Pacifybull · 21/01/2024 20:20

RunningFromInsanity · 21/01/2024 18:59

Never heard of EUPD

It’s not common knowledge, like ASD. I’ve never heard of it, neither as an initialism or in its full form.

LambriniBobinIsleworth · 21/01/2024 20:23

I think that something like this counts essentially as self-harm @Cherrys70 and that's a big part of EUPD. I'd be doing all I could to make her realise that and reengage with therapy, although I realise that that's easier said than done.

Petrine · 21/01/2024 20:26

@Pacifybull around 1 person in 100 suffer from EUPD in the UK. A high proportion of these in prison.

DancyNancy · 21/01/2024 20:52

No lived experience of this to advise on what to do specifically to help her. I want To send a hug, as I can imagine your heart is aching and so weary.You've likely had years upon years of worrying about her. That's so depleting.
A mother's worry 😞.

Seeking some support for yourself around this if possible, if you don't already.
What others have said about just being there, listening , try to release your judgement etc.
She is an adult as you said, and you can't control her as you know, even though I'd guess your heart feels like it's cracking.

Minding your own boundaries and self in this is so important too, and also a good example for her in the long run. Nurture yourself in what ways you can. Nature, music, creative hobbies can help ground us. It wont fix the situation, but it might help you cope with the weight of it.

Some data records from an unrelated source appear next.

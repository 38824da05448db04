//! Cross-process lock around `config.json`.
//!
//! The CLI and the daemon each hold their own [`crate::ConfigStore`]. Every
//! read-modify-write of the document happens with this lock held, so one
//! writer never saves over another's edit.

use std::fs::{self, File, OpenOptions};
use std::io;
use std::path::{Path, PathBuf};

/// An exclusive `flock` on a lock file, released on drop.
#[derive(Debug)]
pub struct DocumentLock {
    _file: File,
    path: PathBuf,
}

impl DocumentLock {
    /// Block until the lock on `path` is held. The file is created if needed.
    pub fn acquire(path: &Path) -> io::Result<Self> {
        if let Some(dir) = path.parent() {
            fs::create_dir_all(dir)?;
        }
        let file = OpenOptions::new()
            .create(true)
            .read(true)
            .write(true)
            .truncate(false)
            .open(path)?;
        flock_exclusive(&file)?;
        Ok(Self {
            _file: file,
            path: path.to_path_buf(),
        })
    }

    pub fn path(&self) -> &Path {
        &self.path
    }
}

#[cfg(unix)]
fn flock_exclusive(file: &File) -> io::Result<()> {
    use std::os::unix::io::AsRawFd;

    let fd = file.as_raw_fd();
    loop {
        // SAFETY: `fd` is owned by `file`, which outlives the call.
        #[allow(unsafe_code)]
        let rc = unsafe { libc::flock(fd, libc::LOCK_EX) };
        if rc == 0 {
            return Ok(());
        }
        let err = io::Error::last_os_error();
        if err.kind() != io::ErrorKind::Interrupted {
            return Err(err);
        }
    }
}

#[cfg(not(unix))]
fn flock_exclusive(_file: &File) -> io::Result<()> {
    Ok(())
}

#[cfg(test)]
mod tests {
    use super::*;
    use std::sync::atomic::{AtomicUsize, Ordering};
    use std::sync::Arc;
    use std::thread;
    use std::time::Duration;
    use tempfile::TempDir;

    #[test]
    fn holders_are_serialized() {
        let tmp = TempDir::new().unwrap();
        let path = Arc::new(tmp.path().join("nested").join("config.lock"));
        let inside = Arc::new(AtomicUsize::new(0));
        let max_seen = Arc::new(AtomicUsize::new(0));

        let workers: Vec<_> = (0..4)
            .map(|_| {
                let (path, inside, max_seen) = (path.clone(), inside.clone(), max_seen.clone());
                thread::spawn(move || {
                    let lock = DocumentLock::acquire(&path).unwrap();
                    let now = inside.fetch_add(1, Ordering::SeqCst) + 1;
                    max_seen.fetch_max(now, Ordering::SeqCst);
                    thread::sleep(Duration::from_millis(20));
                    inside.fetch_sub(1, Ordering::SeqCst);
                    drop(lock);
                })
            })
            .collect();
        for w in workers {
            w.join().unwrap();
        }
        assert_eq!(max_seen.load(Ordering::SeqCst), 1);
        assert!(path.is_file());
    }
}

Genuinely sending a careful hug to you 💕

AllIsWellish · 21/01/2024 21:14

It is a more recent name change from borderline personally disorder but come on people! Who reads an op like that from an obviously worried mum and thinks, well ill not bother to Google I'll just ask on the thread and then continue going on that it's not a well known 🙄

MatterofTime24 · 21/01/2024 22:20

I think it’s ok to mention you haven’t heard of it. It’s in op’s first sentence and it’s obviously the point of the post but she thought people would know it and lots don’t. I’ve only recently heard of it when a family member told me they have it. They sent me a TikTok video today of how it feels to them.